In the entries that follow, find the word "expected" and report each line it is on.

→ **Dataset entries**:
--*--

//! Shared configuration for DropRadar tools.
//!
//! TOML profiles, bark key resolution (env + keyring + plaintext), and
//! translation to `dropradar_core::DashboardConfig`. The CLI layers its
//! flag overrides on top.

use std::collections::HashMap;
use std::path::{Path, PathBuf};
use std::time::Duration;

use directories::ProjectDirs;
use figment::{
    Figment,
    providers::{Env, Format, Serialized, Toml},
};
use secrecy::{ExposeSecret, SecretString};
use serde::{Deserialize, Serialize};
use thiserror::Error;

use dropradar_core::{
    DEFAULT_API_URL, DEFAULT_LOW_SPAM_THRESHOLD, DashboardConfig, ScanMode, StatsSource,
};

/// Keyring service name for stored bark keys.
pub const KEYRING_SERVICE: &str = "dropradar";

/// Environment variable that points at an alternate config file.
pub const CONFIG_PATH_ENV: &str = "DROPRADAR_CONFIG";

// ── Error ───────────────────────────────────────────────────────────

#[derive(Debug, Error)]
pub enum ConfigError {
    #[error("invalid {field}: {reason}")]
    Validation { field: String, reason: String },

    #[error("profile '{name}' not found")]
    UnknownProfile { name: String },

    #[error("failed to serialize config: {0}")]
    Serialization(#[from] toml::ser::Error),

    #[error("config loading failed: {0}")]
    Figment(Box<figment::Error>),

    #[error("keyring error: {0}")]
    Keyring(#[from] keyring::Error),

    #[error("IO error: {0}")]
    Io(#[from] std::io::Error),
}

impl From<figment::Error> for ConfigError {
    fn from(err: figment::Error) -> Self {
        Self::Figment(Box::new(err))
    }
}

// ── TOML config structs ─────────────────────────────────────────────

/// Top-level TOML configuration.
#[derive(Debug, Clone, Deserialize, Serialize)]
pub struct Config {
    /// Profile used when `--profile` is not given.
    pub default_profile: Option<String>,

    #[serde(default)]
    pub defaults: Defaults,

    /// Named backend profiles.
    #[serde(default)]
    pub profiles: HashMap<String, Profile>,
}

impl Default for Config {
    fn default() -> Self {
        Self {
            default_profile: Some("default".into()),
            defaults: Defaults::default(),
            profiles: HashMap::new(),
        }
    }
}

impl Config {
    /// Name of the active profile: explicit choice, then `default_profile`,
    /// then `"default"`.
    pub fn active_profile_name(&self, explicit: Option<&str>) -> String {
        explicit
            .map(str::to_owned)
            .or_else(|| self.default_profile.clone())
            .unwrap_or_else(|| "default".into())
    }

    /// Look up a profile. The implicit `default` profile always exists.
    pub fn profile(&self, name: &str) -> Result<Profile, ConfigError> {
        match self.profiles.get(name) {
            Some(profile) => Ok(profile.clone()),
            None if name == "default" => Ok(Profile::default()),
            None => Err(ConfigError::UnknownProfile { name: name.into() }),
        }
    }
}

#[derive(Debug, Clone, Deserialize, Serialize)]
pub struct Defaults {
    #[serde(default = "default_output")]
    pub output: String,

    #[serde(default = "default_color")]
    pub color: String,

    /// Read deadline in seconds for list/stats/delete calls.
    #[serde(default = "default_timeout")]
    pub timeout: u64,

    /// Scan deadline in seconds.
    #[serde(default = "default_scan_timeout")]
    pub scan_timeout: u64,
}

impl Default for Defaults {
    fn default() -> Self {
        Self {
            output: default_output(),
            color: default_color(),
            timeout: default_timeout(),
            scan_timeout: default_scan_timeout(),
        }
    }
}

fn default_output() -> String {
    "table".into()
}
fn default_color() -> String {
    "auto".into()
}
fn default_timeout() -> u64 {
    30
}
fn default_scan_timeout() -> u64 {
    300
}

/// A named backend profile. Every field is optional.
#[derive(Debug, Clone, Default, Deserialize, Serialize)]
pub struct Profile {
    /// Backend base URL.
    #[serde(skip_serializing_if = "Option::is_none")]
    pub api_url: Option<String>,

    /// Default scan mode: mock, domainsdb, expireddomains, or mixed.
    #[serde(skip_serializing_if = "Option::is_none")]
    pub scan_mode: Option<String>,

    /// "server" or "local".
    #[serde(skip_serializing_if = "Option::is_none")]
    pub stats_source: Option<String>,

    #[serde(skip_serializing_if = "Option::is_none")]
    pub low_spam_threshold: Option<u32>,

    #[serde(skip_serializing_if = "Option::is_none")]
    pub timeout: Option<u64>,

    #[serde(skip_serializing_if = "Option::is_none")]
    pub scan_timeout: Option<u64>,

    /// Bark device key (plaintext; prefer keyring or env var).
    #[serde(skip_serializing_if = "Option::is_none")]
    pub bark_key: Option<String>,

    /// Environment variable name containing the bark key.
    #[serde(skip_serializing_if = "Option::is_none")]
    pub bark_key_env: Option<String>,
}

impl Profile {
    /// Parsed `scan_mode`, if set.
    pub fn scan_mode(&self) -> Result<Option<ScanMode>, ConfigError> {
        self.scan_mode
            .as_deref()
            .map(|raw| {
                raw.parse().map_err(|_| ConfigError::Validation {
                    field: "scan_mode".into(),
                    reason: format!(
                        "expected 'mock', 'domainsdb', 'expireddomains', or 'mixed', got '{raw}'"
                    ),
                })
            })
            .transpose()
    }

    /// Parsed `stats_source`, defaulting to the server.
    pub fn stats_source(&self) -> Result<StatsSource, ConfigError> {
        match self.stats_source.as_deref() {
            None => Ok(StatsSource::default()),
            Some(raw) => raw.parse().map_err(|_| ConfigError::Validation {
                field: "stats_source".into(),
                reason: format!("expected 'server' or 'local', got '{raw}'"),
            }),
        }
    }
}

// ── Config file path ────────────────────────────────────────────────

/// Resolve the config file path: `DROPRADAR_CONFIG`, then the platform
/// config dir.
pub fn config_path() -> PathBuf {
    if let Some(path) = std::env::var_os(CONFIG_PATH_ENV) {
        return PathBuf::from(path);
    }
    ProjectDirs::from("app", "dropradar", "dropradar").map_or_else(
        || {
            let mut p = dirs_fallback();
            p.push("config.toml");
            p
        },
        |dirs| dirs.config_dir().join("config.toml"),
    )
}

fn dirs_fallback() -> PathBuf {
    let mut p = PathBuf::from(std::env::var("HOME").unwrap_or_else(|_| ".".into()));
    p.push(".config");
    p.push("dropradar");
    p
}

// ── Config loading ──────────────────────────────────────────────────

/// Load the full Config from the canonical file + environment.
pub fn load_config() -> Result<Config, ConfigError> {
    load_config_from(&config_path())
}

/// Load from `path` (missing files are fine) with `DROPRADAR_` env
/// overrides. Nested keys use `__`, e.g. `DROPRADAR_DEFAULTS__TIMEOUT`.
pub fn load_config_from(path: &Path) -> Result<Config, ConfigError> {
    let figment = Figment::new()
        .merge(Serialized::defaults(Config::default()))
        .merge(Toml::file(path))
        .merge(Env::prefixed("DROPRADAR_").split("__"));

    let config: Config = figment.extract()?;
    Ok(config)
}

/// Load config, returning a default if the file is unreadable.
pub fn load_config_or_default() -> Config {
    load_config().unwrap_or_default()
}

// ── Config saving ───────────────────────────────────────────────────

/// Serialize config to TOML and write to the canonical config path.
pub fn save_config(cfg: &Config) -> Result<PathBuf, ConfigError> {
    let path = config_path();
    save_config_to(cfg, &path)?;
    Ok(path)
}

pub fn save_config_to(cfg: &Config, path: &Path) -> Result<(), ConfigError> {
    if let Some(parent) = path.parent() {
        std::fs::create_dir_all(parent)?;
    }
    let toml_str = toml::to_string_pretty(cfg)?;
    std::fs::write(path, toml_str)?;
    Ok(())
}

// ── Bark key resolution ─────────────────────────────────────────────

fn keyring_entry(profile_name: &str) -> Result<keyring::Entry, keyring::Error> {
    keyring::Entry::new(KEYRING_SERVICE, &format!("{profile_name}/bark-key"))
}

/// Resolve a bark key from the profile chain (no CLI flag step):
/// `bark_key_env` → system keyring → plaintext. A missing key is not an
/// error; scans simply run without notifications.
pub fn resolve_bark_key(profile: &Profile, profile_name: &str) -> Option<SecretString> {
    // 1. Profile's bark_key_env → env var lookup
    if let Some(ref env_name) = profile.bark_key_env {
        if let Ok(val) = std::env::var(env_name) {
            return Some(SecretString::from(val));
        }
    }

    // 2. System keyring
    if let Ok(entry) = keyring_entry(profile_name) {
        if let Ok(secret) = entry.get_password() {
            return Some(SecretString::from(secret));
        }
    }

    // 3. Plaintext in config
    profile
        .bark_key
        .as_ref()
        .map(|key| SecretString::from(key.clone()))
}

/// Store a bark key in the system keyring for `profile_name`.
pub fn store_bark_key(profile_name: &str, key: &SecretString) -> Result<(), ConfigError> {
    keyring_entry(profile_name)?.set_password(key.expose_secret())?;
    Ok(())
}

// ── Dashboard configuration ─────────────────────────────────────────

/// Build a `DashboardConfig` from a profile and global defaults, without
/// CLI flag overrides.
pub fn profile_to_dashboard_config(
    profile: &Profile,
    defaults: &Defaults,
) -> Result<DashboardConfig, ConfigError> {
    let raw_url = profile.api_url.as_deref().unwrap_or(DEFAULT_API_URL);
    let api_url: url::Url = raw_url.parse().map_err(|_| ConfigError::Validation {
        field: "api_url".into(),
        reason: format!("invalid URL: {raw_url}"),
    })?;

    Ok(DashboardConfig {
        api_url,
        timeout: Duration::from_secs(profile.timeout.unwrap_or(defaults.timeout)),
        scan_timeout: Duration::from_secs(profile.scan_timeout.unwrap_or(defaults.scan_timeout)),
        stats_source: profile.stats_source()?,
        low_spam_threshold: profile
            .low_spam_threshold
            .unwrap_or(DEFAULT_LOW_SPAM_THRESHOLD),
        ..DashboardConfig::default()
    })
}

#[cfg(test)]
#[allow(clippy::unwrap_used)]
mod tests {
    use pretty_assertions::assert_eq;
    use secrecy::ExposeSecret;

    use super::*;

    fn write(dir: &tempfile::TempDir, body: &str) -> PathBuf {
        let path = dir.path().join("config.toml");
        std::fs::write(&path, body).unwrap();
        path
    }

    #[test]
    fn missing_file_yields_defaults() {
        let dir = tempfile::tempdir().unwrap();
        let cfg = load_config_from(&dir.path().join("absent.toml")).unwrap();

        assert_eq!(cfg.default_profile.as_deref(), Some("default"));
        assert_eq!(cfg.defaults.timeout, 30);
        assert_eq!(cfg.defaults.scan_timeout, 300);
        assert!(cfg.profiles.is_empty());
    }

    #[test]
    fn profiles_load_from_toml() {
        let dir = tempfile::tempdir().unwrap();
        let path = write(
            &dir,
            r#"
default_profile = "staging"

[defaults]
timeout = 10

[profiles.staging]
api_url = "http://localhost:8000"
stats_source = "local"
low_spam_threshold = 8
scan_mode = "mock"
"#,
        );

        let cfg = load_config_from(&path).unwrap();
        let name = cfg.active_profile_name(None);
        assert_eq!(name, "staging");

        let profile = cfg.profile(&name).unwrap();
        assert_eq!(profile.scan_mode().unwrap(), Some(ScanMode::Mock));

        let dash = profile_to_dashboard_config(&profile, &cfg.defaults).unwrap();
        assert_eq!(dash.api_url.as_str(), "http://localhost:8000/");
        assert_eq!(dash.stats_source, StatsSource::Local);
        assert_eq!(dash.low_spam_threshold, 8);
        assert_eq!(dash.timeout, Duration::from_secs(10));
        assert_eq!(dash.scan_timeout, Duration::from_secs(300));
    }

    #[test]
    fn implicit_default_profile_uses_public_backend() {
        let cfg = Config::default();
        let profile = cfg.profile("default").unwrap();
        let dash = profile_to_dashboard_config(&profile, &cfg.defaults).unwrap();

        assert_eq!(dash.api_url.as_str(), "https://dropradar-production.up.railway.app/");
        assert_eq!(dash.stats_source, StatsSource::Server);
        assert_eq!(dash.low_spam_threshold, DEFAULT_LOW_SPAM_THRESHOLD);
    }

    #[test]
    fn unknown_profile_is_an_error() {
        let cfg = Config::default();
        assert!(matches!(
            cfg.profile("prod"),
            Err(ConfigError::UnknownProfile { ref name }) if name == "prod"
        ));
    }

    #[test]
    fn bad_values_fail_validation() {
        let profile = Profile {
            stats_source: Some("both".into()),
            scan_mode: Some("everything".into()),
            ..Profile::default()
        };
        assert!(matches!(
            profile.stats_source(),
            Err(ConfigError::Validation { ref field, .. }) if field == "stats_source"
        ));
        assert!(profile.scan_mode().is_err());

        let bad_url = Profile {
            api_url: Some("not a url".into()),
            ..Profile::default()
        };
        assert!(profile_to_dashboard_config(&bad_url, &Defaults::default()).is_err());
    }

    #[test]
    fn saved_config_loads_back() {
        let dir = tempfile::tempdir().unwrap();
        let path = dir.path().join("nested").join("config.toml");

        let mut cfg = Config::default();
        cfg.profiles.insert(
            "local".into(),
            Profile {
                api_url: Some("http://127.0.0.1:8000".into()),
                bark_key_env: Some("LOCAL_BARK_KEY".into()),
                ..Profile::default()
            },
        );
        save_config_to(&cfg, &path).unwrap();

        let loaded = load_config_from(&path).unwrap();
        let profile = loaded.profile("local").unwrap();
        assert_eq!(profile.api_url.as_deref(), Some("http://127.0.0.1:8000"));
        assert_eq!(profile.bark_key_env.as_deref(), Some("LOCAL_BARK_KEY"));
    }

    #[test]
    fn plaintext_bark_key_is_last_resort() {
        let profile = Profile {
            bark_key: Some("plain-key".into()),
            bark_key_env: Some("DROPRADAR_TEST_UNSET_BARK_KEY_VAR".into()),
            ..Profile::default()
        };
        let key = resolve_bark_key(&profile, "dropradar-test-no-keyring-entry").unwrap();
        assert_eq!(key.expose_secret(), "plain-key");

        assert!(resolve_bark_key(&Profile::default(), "dropradar-test-no-keyring-entry").is_none());
    }
}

--*--

→ **Finished exercise**:
                        "expected 'mock', 'domainsdb', 'expireddomains', or 'mixed', got '{raw}'"
                reason: format!("expected 'server' or 'local', got '{raw}'"),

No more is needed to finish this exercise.